PTK2 regulates the UPS impairment via p62 phosphorylation in TDP-43 proteinopathy

TDP-43 proteinopathy is a common feature in a variety of neurodegenerative disorders including ALS, FTLD, and AD. However, the molecular mechanisms underlying TDP-43-induced neurotoxicity are largely unknown. In this study, we demonstrated that TDP-43 proteinopathy induces impairment in UPS evidenced by an accumulation of ubiquitinated proteins and reduction of proteasome activity in neuronal cells.
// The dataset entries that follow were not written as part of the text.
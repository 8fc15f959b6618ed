use clap::Parser;
use std::sync::Arc;
use tracing::{error, info};

mod config;
mod db;
mod error;
mod llm;
mod util;
mod web;

use crate::config::{AppConfig, CliArgs};
use crate::db::schema_manager::load_schema_text;
use crate::error::StartupError;
use crate::llm::LlmManager;
use crate::util::logging::init_tracing;
use crate::web::state::AppState;

#[tokio::main]
async fn main() -> Result<(), Box<dyn std::error::Error>> {
    // Parse command line arguments
    let args = CliArgs::parse();

    // Initialize logging
    init_tracing(args.log_json);

    if let Err(e) = run(args).await {
        error!("{}", e);
        return Err(e.into());
    }

    Ok(())
}

async fn run(args: CliArgs) -> Result<(), StartupError> {
    dotenv::from_path(&args.env_file).map_err(|e| StartupError::env_file(&args.env_file, e))?;
    info!("Loaded environment from {}", args.env_file.display());

    let config = AppConfig::from_env(&args)?;

    let pool = db::pool::connect(&config.database).await?;

    // The schema is read once; later changes need a restart
    info!("Introspecting database schema");
    let schema = load_schema_text(&pool).await?;

    info!(
        "Initializing LLM manager with backend: {} (model: {})",
        config.llm.backend, config.llm.model
    );
    let llm_manager = LlmManager::new(&config.llm)?;

    let app_state = Arc::new(AppState::new(schema, llm_manager));

    let served = web::run_server(config.web, app_state).await;

    pool.close().await;

    match served {
        Ok(()) => {
            info!("Server stopped gracefully");
            Ok(())
        }
        Err(e) => Err(e.into()),
    }
}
Through kinase inhibitor screening, we identified PTK2 as a suppressor of neurotoxicity induced by UPS impairment. Importantly, PTK2 inhibition significantly reduces ubiquitin aggregates and attenuated TDP-43-induced cytotoxicity in Drosophila model of TDP-43 proteinopathy. We further identified that phosphorylation of p62 at serine 403 is increased upon TDP-43 overexpression and dependent on activation of PTK2 in neuronal cells. Moreover, expressing a non-phosphorylated form of p62 significantly represses accumulation of poly-ubiquitinated proteins and neurotoxicity induced by TDP-43 overexpression in neuronal cells. In addition, inhibition of TBK1, a kinase which phosphorylates S403 of p62, ameliorates neurotoxicity upon UPS impairment in neuronal cells. Taken together, targeting PTK2-TBK1-p62 axis may represent a novel therapeutic intervention for neurodegenerative diseases with TDP-43 proteinopathy.